Epilepsia. 2011 Oct;52(10):e135-8. doi: 10.1111/j.1528-1167.2011.03164.x. Epub 2011 Jul 18.
In the present study, we assessed a SCN1A single nucleotide polymorphism (SNP) (rs3812718, IVS5N+5 G>A), first analyzed by Schlachter et al. We genotyped 164 patients with febrile seizures (FS) [of those 62 adults with focal epilepsy (FEFS(+)) and 102 children with pure FS (Pure FS)] and 199 matched controls. Moreover, we also tested a third subgroup of 113 patients with focal epilepsy syndromes without a history of FS (FEFS(-)); they all were Caucasian. Our results, as in the initial study of Schlachter et al., showed an increase in the A-allele and AA-genotype frequencies in patients with FS compared to the controls, but these current differences did not reach statistical significance. Subsequently, we pooled our data with previously published Caucasian groups. No statistically significant difference was found for the FEFS(-), but analyses for FEFS(+) and Pure FS are significantly different compared to controls (p = 8.08 e(-6) and p = 3.56 e(-4), respectively). Furthermore, pooled patients with FS (FS + FEFS(+)) tested against those without FS (Controls + FEFS(-)) showed an even greater statistical significance (p = 4.82 e(-8)). These results reinforced rs3812718 involvement in FS vulnerability.
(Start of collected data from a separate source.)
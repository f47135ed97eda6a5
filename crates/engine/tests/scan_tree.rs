use lines_core::Language;
use lines_engine::{
    ConfigBuilder, LanguageTable, NameFilters, NamePatterns, TrailingFlush, TraversalOrder, count_lines, run,
    run_with_table,
};
use lines_shared_kernel::LinesError;
use std::fs;
use std::path::Path;
use tempfile::TempDir;

const C_SOURCE: &str = "#include <stdio.h>\n\n/* entry */\nint main(void) {\n    return 0; // ok\n}\n";
const C_HEADER: &str = "/*\n * api\n */\nint api(void);\n";

fn write(root: &Path, rel: &str, contents: &str) {
    let path = root.join(rel);
    if let Some(parent) = path.parent() {
        fs::create_dir_all(parent).unwrap();
    }
    fs::write(path, contents).unwrap();
}

fn project() -> TempDir {
    let dir = TempDir::new().unwrap();
    let root = dir.path();
    write(root, "main.c", C_SOURCE);
    write(root, "include/api.h", C_HEADER);
    write(root, "cmd/tool/main.go", "package main\n\n// main runs\nfunc main() {}\n");
    write(root, "cmd/tool/main_test.go", "package main\n");
    write(root, "testdata/fixture.go", "package fixture\n");
    write(root, "scripts/build.sh", "#!/bin/sh\n# build\nmake\n");
    write(root, "README", "no extension\n");
    write(root, "notes.txt", "unknown extension\n");
    dir
}

fn filtered(root: &Path, patterns: NamePatterns<'_>) -> lines_engine::Config {
    ConfigBuilder::default()
        .root(root)
        .filters(NameFilters::compile(&patterns).unwrap())
        .finish()
        .unwrap()
}

#[test]
fn headers_and_sources_merge_under_c() {
    let dir = project();
    let languages = count_lines(dir.path()).unwrap();

    let c = languages["C"];
    assert_eq!(c.files(), 2);
    assert_eq!(c.total(), 10);
    assert_eq!(c.code(), 4);
    assert_eq!(c.block_comment(), 4);
    assert_eq!(c.mixed(), 1);
    assert_eq!(c.empty(), 1);
    assert!(c.is_balanced());
}

#[test]
fn report_accounts_for_every_dispatched_file() {
    let dir = project();
    let report = run(&lines_engine::Config::for_root(dir.path()).unwrap()).unwrap();

    assert_eq!(report.files_dispatched, 8);
    assert_eq!(report.files_counted, 6);
    assert_eq!(report.files_unrecognized, 2);
    assert_eq!(report.files_failed, 0);
    assert_eq!(report.totals().files(), report.files_counted);
    assert_eq!(report.languages.len(), 3);
}

#[test]
fn exclude_skips_matching_files_and_directories() {
    let dir = project();
    let config = filtered(dir.path(), NamePatterns {
        exclude: Some("test"),
        ..NamePatterns::default()
    });
    let report = run(&config).unwrap();

    // main_test.go and everything under testdata/ are gone.
    assert_eq!(report.languages["Go"].files(), 1);
    assert_eq!(report.files_dispatched, 6);
}

#[test]
fn directory_filters_only_prune_directories() {
    let dir = project();
    let config = filtered(dir.path(), NamePatterns {
        filter_dir: Some("^(cmd|tool)$"),
        exclude_dir: Some("tool"),
        ..NamePatterns::default()
    });
    let report = run(&config).unwrap();

    assert!(!report.languages.contains_key("Go"));
    assert!(!report.languages.contains_key("Shell"));
    assert_eq!(report.languages["C"].files(), 1);
}

#[test]
fn rescanning_gives_identical_results() {
    let dir = project();
    let first = count_lines(dir.path()).unwrap();
    let second = count_lines(dir.path()).unwrap();
    assert_eq!(first, second);
}

#[test]
fn traversal_order_does_not_change_counts() {
    let dir = project();
    let scan = |order: TraversalOrder| {
        let config = ConfigBuilder::default().root(dir.path()).order(order).finish().unwrap();
        run(&config).unwrap().languages
    };
    assert_eq!(scan(TraversalOrder::DepthFirst), scan(TraversalOrder::BreadthFirst));
}

#[test]
fn single_worker_and_single_slot_queue_still_finish() {
    let dir = project();
    let config = ConfigBuilder::default()
        .root(dir.path())
        .threads(1usize)
        .queue_capacity(1usize)
        .finish()
        .unwrap();
    let report = run(&config).unwrap();
    assert_eq!(report.languages, count_lines(dir.path()).unwrap());
}

#[test]
fn legacy_trailing_line_adds_one_empty_line_per_file() {
    let dir = project();
    let config = ConfigBuilder::default()
        .root(dir.path())
        .trailing(TrailingFlush::Legacy)
        .finish()
        .unwrap();
    let legacy = run(&config).unwrap().languages;
    let fixed = count_lines(dir.path()).unwrap();

    for (name, tally) in &fixed {
        assert_eq!(legacy[name].total(), tally.total() + tally.files(), "{name}");
        assert_eq!(legacy[name].empty(), tally.empty() + tally.files(), "{name}");
    }
}

#[test]
fn missing_root_is_a_traversal_error() {
    let dir = TempDir::new().unwrap();
    let err = count_lines(dir.path().join("missing")).unwrap_err();
    assert!(matches!(err, LinesError::Traversal { .. }));
    assert!(err.is_fatal());
}

#[test]
fn single_file_root_is_counted() {
    let dir = project();
    let languages = count_lines(dir.path().join("main.c")).unwrap();
    assert_eq!(languages.len(), 1);
    assert_eq!(languages["C"].files(), 1);
    assert_eq!(languages["C"].total(), 6);
}

#[test]
fn broken_language_only_skips_its_own_files() {
    const LANGUAGES: &[Language] = &[
        Language {
            name: "Broken",
            extensions: &[".brk"],
            line_comment: Some("(unclosed"),
            block_start: None,
            block_end: None,
        },
        Language {
            name: "Shell",
            extensions: &[".sh"],
            line_comment: Some("#"),
            block_start: None,
            block_end: None,
        },
    ];
    let table = LanguageTable::from_languages(LANGUAGES);

    let dir = TempDir::new().unwrap();
    write(dir.path(), "a.brk", "x\n");
    write(dir.path(), "b.brk", "y\n");
    write(dir.path(), "run.sh", "# hi\necho hi\n");

    let config = lines_engine::Config::for_root(dir.path()).unwrap();
    let report = run_with_table(&config, &table).unwrap();

    assert_eq!(report.files_failed, 2);
    assert_eq!(report.files_counted, 1);
    assert!(!report.languages.contains_key("Broken"));
    assert_eq!(report.languages["Shell"].line_comment(), 1);
}

#[test]
fn empty_tree_yields_no_languages() {
    let dir = TempDir::new().unwrap();
    let report = run(&lines_engine::Config::for_root(dir.path()).unwrap()).unwrap();
    assert!(report.is_empty());
    assert_eq!(report.files_dispatched, 0);
}

#[cfg(unix)]
#[test]
fn unreadable_subdirectory_aborts_the_scan() {
    use std::os::unix::fs::PermissionsExt;

    let dir = project();
    let locked = dir.path().join("locked");
    fs::create_dir(&locked).unwrap();
    fs::set_permissions(&locked, fs::Permissions::from_mode(0o000)).unwrap();

    // Privileged users can still list the directory.
    let listable = fs::read_dir(&locked).is_ok();
    let result = count_lines(dir.path());
    fs::set_permissions(&locked, fs::Permissions::from_mode(0o755)).unwrap();

    if !listable {
        assert!(matches!(result, Err(LinesError::Traversal { ref path, .. }) if path == &locked));
    }
}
在本研究中,我们评估了 Schlachter 等人首次分析的 SCN1A 单核苷酸多态性 (SNP) (rs3812718,IVS5N+5 G>A)。我们对 164 例热性惊厥 (FS) 患者 [其中 62 例为局灶性癫痫伴 FS (FEFS(+)),102 例为单纯 FS (Pure FS)] 和 199 名匹配对照进行了基因分型。此外,我们还测试了第三组 113 名无 FS 病史的局灶性癫痫综合征患者 (FEFS(-));他们均为白种人。我们的结果与 Schlachter 等人的初始研究一致,表明 FS 患者的 A 等位基因和 AA 基因型频率高于对照组,但这些差异目前没有达到统计学意义。随后,我们将数据与之前发表的白种人数据进行了合并。FEFS(-) 没有发现统计学差异,但 FEFS(+) 和 Pure FS 的分析与对照组有显著差异 (p = 8.08 e(-6) 和 p = 3.56 e(-4),分别)。此外,合并 FS 患者 (FS + FEFS(+)) 与无 FS 患者 (对照 + FEFS(-)) 相比,具有更高的统计学显著性 (p = 4.82 e(-8))。这些结果进一步证实了 rs3812718 与 FS 易感性的关系。